Leaders of the United Kingdom’s major faith groups have called on their MPs to reject a bill that would allow legal assisted suicide.

On Friday, the House of Commons will debate the Assisted Dying (No 2) Bill, put forward by Labour’s Rob Marris.

The bill would allow patients judged as having no more than six months to live, and who had a “clear and settled intention” to end their lives, to be prescribed a lethal dose of drugs.

Two doctors and a family court judge would have to assess the patient’s diagnosis and prognosis, and check that he or she was mentally competent to make a judgment, free of coercion.

The patient would then have to administer the lethal medication themselves, with a healthcare professional present.

In an extraordinary show of unity on Sunday, the heads of Britain’s Christian, Jewish, Muslim and Sikh communities wrote a joint letter to every MP urging them to throw out the assisted dying bill.
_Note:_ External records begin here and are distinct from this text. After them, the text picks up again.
// ID Provider Port (for deterministic testing)

use std::sync::atomic::{AtomicU64, Ordering};

/// ID provider interface (allows deterministic IDs in tests)
pub trait IdProvider: Send + Sync {
    /// Generate a new unique job ID
    fn generate_id(&self) -> String;
}

/// UUID v4 provider (production)
pub struct UuidProvider;

impl IdProvider for UuidProvider {
    fn generate_id(&self) -> String {
        uuid::Uuid::new_v4().to_string()
    }
}

/// `{prefix}-1`, `{prefix}-2`, ... (tests)
pub struct SequentialIdProvider {
    prefix: String,
    next: AtomicU64,
}

impl SequentialIdProvider {
    pub fn new(prefix: impl Into<String>) -> Self {
        Self {
            prefix: prefix.into(),
            next: AtomicU64::new(1),
        }
    }
}

impl IdProvider for SequentialIdProvider {
    fn generate_id(&self) -> String {
        format!("{}-{}", self.prefix, self.next.fetch_add(1, Ordering::SeqCst))
    }
}
// Domain Layer - Pure business entities and invariants

pub mod audit;
pub mod course;
pub mod enrollment;
pub mod error;
pub mod job;

// Re-exports
pub use audit::{AuditAction, AuditEntry, ENTITY_ENROLLMENT};
pub use course::{
    parse_prerequisites, CourseId, CourseOffering, CourseStatus, SeatChange, StudentId, TimeSlot,
};
pub use enrollment::{
    ConfirmedEnrollment, Enrollment, EnrollmentId, EnrollmentStatus, NewEnrollment,
};
pub use error::DomainError;
pub use job::{EnrollmentJob, EnrollmentOutcome, FailureKind, JobFailure, JobId, JobState};
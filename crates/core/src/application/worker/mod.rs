// Worker - claim, process, record

pub mod constants;
mod shutdown;

use constants::*;
pub use shutdown::{shutdown_channel, ShutdownSender, ShutdownToken};

use crate::application::events::{JobEvent, JobEvents};
use crate::application::processor::EnrollmentProcessor;
use crate::application::retry::{RetryDecision, RetryPolicy};
use crate::domain::{EnrollmentJob, FailureKind, JobFailure};
use crate::error::{AppError, Result};
use crate::port::{JobQueue, TimeProvider};
use std::sync::Arc;
use tokio::task::JoinHandle;
use tokio::time::sleep;
use tracing::{error, info, warn};

/// One worker slot: holds at most one claim at a time
pub struct Worker {
    id: String,
    queue: Arc<dyn JobQueue>,
    processor: Arc<EnrollmentProcessor>,
    retry_policy: Arc<RetryPolicy>,
    time_provider: Arc<dyn TimeProvider>,
    events: JobEvents,
}

impl Worker {
    pub fn new(
        id: impl Into<String>,
        queue: Arc<dyn JobQueue>,
        processor: Arc<EnrollmentProcessor>,
        retry_policy: Arc<RetryPolicy>,
        time_provider: Arc<dyn TimeProvider>,
        events: JobEvents,
    ) -> Self {
        Self {
            id: id.into(),
            queue,
            processor,
            retry_policy,
            time_provider,
            events,
        }
    }

    pub fn id(&self) -> &str {
        &self.id
    }

    /// Run worker loop with graceful shutdown support
    ///
    /// Shutdown is only observed between jobs; a job in flight finishes.
    pub async fn run(&self, mut shutdown: ShutdownToken) -> Result<()> {
        info!(worker_id = %self.id, "Worker started");
        loop {
            if shutdown.is_shutdown() {
                break;
            }
            match self.process_next_job().await {
                Ok(true) => {}
                Ok(false) => {
                    tokio::select! {
                        _ = sleep(IDLE_SLEEP_DURATION) => {},
                        _ = shutdown.wait() => break,
                    }
                }
                Err(e) => {
                    error!(worker_id = %self.id, error = %e, "Worker error");
                    tokio::select! {
                        _ = sleep(ERROR_RECOVERY_SLEEP_DURATION) => {},
                        _ = shutdown.wait() => break,
                    }
                }
            }
        }
        info!(worker_id = %self.id, "Worker stopped");
        Ok(())
    }

    /// Claim and process one job (returns true if a job was claimed)
    pub async fn process_next_job(&self) -> Result<bool> {
        let now = self.time_provider.now_millis();
        let Some(mut job) = self.queue.claim_next(&self.id, now).await? else {
            return Ok(false);
        };

        info!(
            worker_id = %self.id,
            job_id = %job.id,
            student_id = job.student_id,
            course_id = job.course_id,
            attempt = job.attempts,
            "Processing enrollment job"
        );
        self.events.publish(JobEvent::Claimed {
            job_id: job.id.clone(),
            worker_id: self.id.clone(),
            attempt: job.attempts,
        });

        // Panic isolation: a panicking attempt fails the job, not the worker
        let processor = Arc::clone(&self.processor);
        let job_for_exec = job.clone();
        let execution = tokio::spawn(async move { processor.process(&job_for_exec).await }).await;

        let now = self.time_provider.now_millis();
        let event = match execution {
            Ok(Ok(outcome)) => {
                job.complete(outcome.clone(), now)?;
                JobEvent::Completed {
                    job_id: job.id.clone(),
                    outcome,
                }
            }
            Ok(Err(e)) => match self.retry_policy.decide(&job, &e) {
                RetryDecision::Retry(delay_ms) => {
                    job.retry_later(e.to_string(), now + delay_ms)?;
                    JobEvent::Retrying {
                        job_id: job.id.clone(),
                        attempt: job.attempts,
                        delay_ms,
                        error: e.to_string(),
                    }
                }
                RetryDecision::Fail(failure) => {
                    info!(job_id = %job.id, kind = ?failure.kind, reason = %failure.reason, "Job failed");
                    job.fail(failure.clone(), now)?;
                    JobEvent::Failed {
                        job_id: job.id.clone(),
                        failure,
                    }
                }
            },
            Err(join_err) => {
                error!(job_id = %job.id, error = %join_err, "Job processing panicked");
                let failure = JobFailure::new(
                    FailureKind::Internal,
                    format!("processing aborted: {}", join_err),
                );
                job.fail(failure.clone(), now)?;
                JobEvent::Failed {
                    job_id: job.id.clone(),
                    failure,
                }
            }
        };

        match self.queue.release(&job, &self.id).await {
            Ok(()) => self.events.publish(event),
            Err(AppError::InvalidState(reason)) => {
                warn!(
                    worker_id = %self.id,
                    job_id = %job.id,
                    reason = %reason,
                    "Claim lost before result was recorded, discarding"
                );
            }
            Err(e) => return Err(e),
        }
        Ok(true)
    }
}

/// Start `workers` on their own tasks
pub fn spawn_workers(
    workers: Vec<Worker>,
    shutdown: &ShutdownToken,
) -> Vec<JoinHandle<Result<()>>> {
    workers
        .into_iter()
        .map(|worker| {
            let token = shutdown.clone();
            tokio::spawn(async move { worker.run(token).await })
        })
        .collect()
}
// Queue Maintenance - purge finished jobs past their retention

use crate::application::worker::ShutdownToken;
use crate::domain::JobState;
use crate::error::Result;
use crate::port::{JobQueue, TimeProvider};
use serde::{Deserialize, Serialize};
use std::sync::Arc;
use std::time::Duration;
use tokio::time::interval;
use tracing::{error, info};

/// Rows removed by one maintenance run
#[derive(Debug, Clone, Copy, Default, PartialEq, Eq, Serialize, Deserialize)]
pub struct PurgeStats {
    pub completed: u64,
    pub failed: u64,
}

/// Maintenance scheduler
///
/// Completed jobs are kept for `completed_retention_ms`, failed jobs for
/// `failed_retention_ms`; older ones are deleted.
pub struct MaintenanceScheduler {
    queue: Arc<dyn JobQueue>,
    time_provider: Arc<dyn TimeProvider>,
    completed_retention_ms: i64,
    failed_retention_ms: i64,
    interval: Duration,
}

impl MaintenanceScheduler {
    pub fn new(
        queue: Arc<dyn JobQueue>,
        time_provider: Arc<dyn TimeProvider>,
        completed_retention_ms: i64,
        failed_retention_ms: i64,
        interval: Duration,
    ) -> Self {
        Self {
            queue,
            time_provider,
            completed_retention_ms,
            failed_retention_ms,
            interval,
        }
    }

    /// Run maintenance loop (background task)
    pub async fn run(self: Arc<Self>, mut shutdown: ShutdownToken) {
        info!(
            interval_secs = self.interval.as_secs(),
            completed_retention_ms = self.completed_retention_ms,
            failed_retention_ms = self.failed_retention_ms,
            "Maintenance scheduler started"
        );

        let mut tick = interval(self.interval);

        loop {
            tokio::select! {
                _ = tick.tick() => {
                    if let Err(e) = self.run_now().await {
                        error!(error = ?e, "Scheduled maintenance failed");
                    }
                }
                _ = shutdown.wait() => {
                    info!("Maintenance scheduler stopped");
                    break;
                }
            }
        }
    }

    /// Run maintenance immediately (for manual trigger)
    pub async fn run_now(&self) -> Result<PurgeStats> {
        let now = self.time_provider.now_millis();

        let completed = self
            .queue
            .purge_finished(JobState::Completed, now - self.completed_retention_ms)
            .await?;
        let failed = self
            .queue
            .purge_finished(JobState::Failed, now - self.failed_retention_ms)
            .await?;

        let stats = PurgeStats { completed, failed };
        info!(
            purged_completed = stats.completed,
            purged_failed = stats.failed,
            "Maintenance completed"
        );
        Ok(stats)
    }
}

#[cfg(test)]
mod tests {
    use super::*;
    use crate::port::job_queue::MockJobQueue;
    use crate::port::time_provider::ManualTimeProvider;
    use mockall::predicate::eq;

    #[tokio::test]
    async fn test_retention_windows() {
        let day = 24 * 60 * 60 * 1000;
        let now = 30 * day;

        let mut queue = MockJobQueue::new();
        queue
            .expect_purge_finished()
            .with(eq(JobState::Completed), eq(now - day))
            .times(1)
            .returning(|_, _| Ok(4));
        queue
            .expect_purge_finished()
            .with(eq(JobState::Failed), eq(now - 7 * day))
            .times(1)
            .returning(|_, _| Ok(1));

        let scheduler = MaintenanceScheduler::new(
            Arc::new(queue),
            Arc::new(ManualTimeProvider::new(now)),
            day,
            7 * day,
            Duration::from_secs(3600),
        );

        let stats = scheduler.run_now().await.unwrap();
        assert_eq!(stats, PurgeStats { completed: 4, failed: 1 });
    }
}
The faith leaders, including Cardinal Vincent Nichols, stated their main concern is pastoral.

“The bill has the potential to affect the lives of a great number of people whose circumstances make them vulnerable in different ways,” the faith leaders wrote.

“If passed, it will directly affect not only those who are terminally ill and who wish to end their lives, but also their families and friends and the health professionals who care for them.

“It also has the potential to have a significant impact on other vulnerable individuals: those who believe that they have become burdens to family and carers and feel under pressure within themselves to ‘do the decent thing’ and, tragically, those who might be pressured by others to seek a medically assisted death.”

Already burdened, vulnerable people should not have to bear the added burden of having to consider ending their lives prematurely, the faith leaders wrote.

The Archbishop of Canterbury, Archbishop Justin Welby, said Britain would cross “a legal and ethical Rubicon” if the bill becomes law.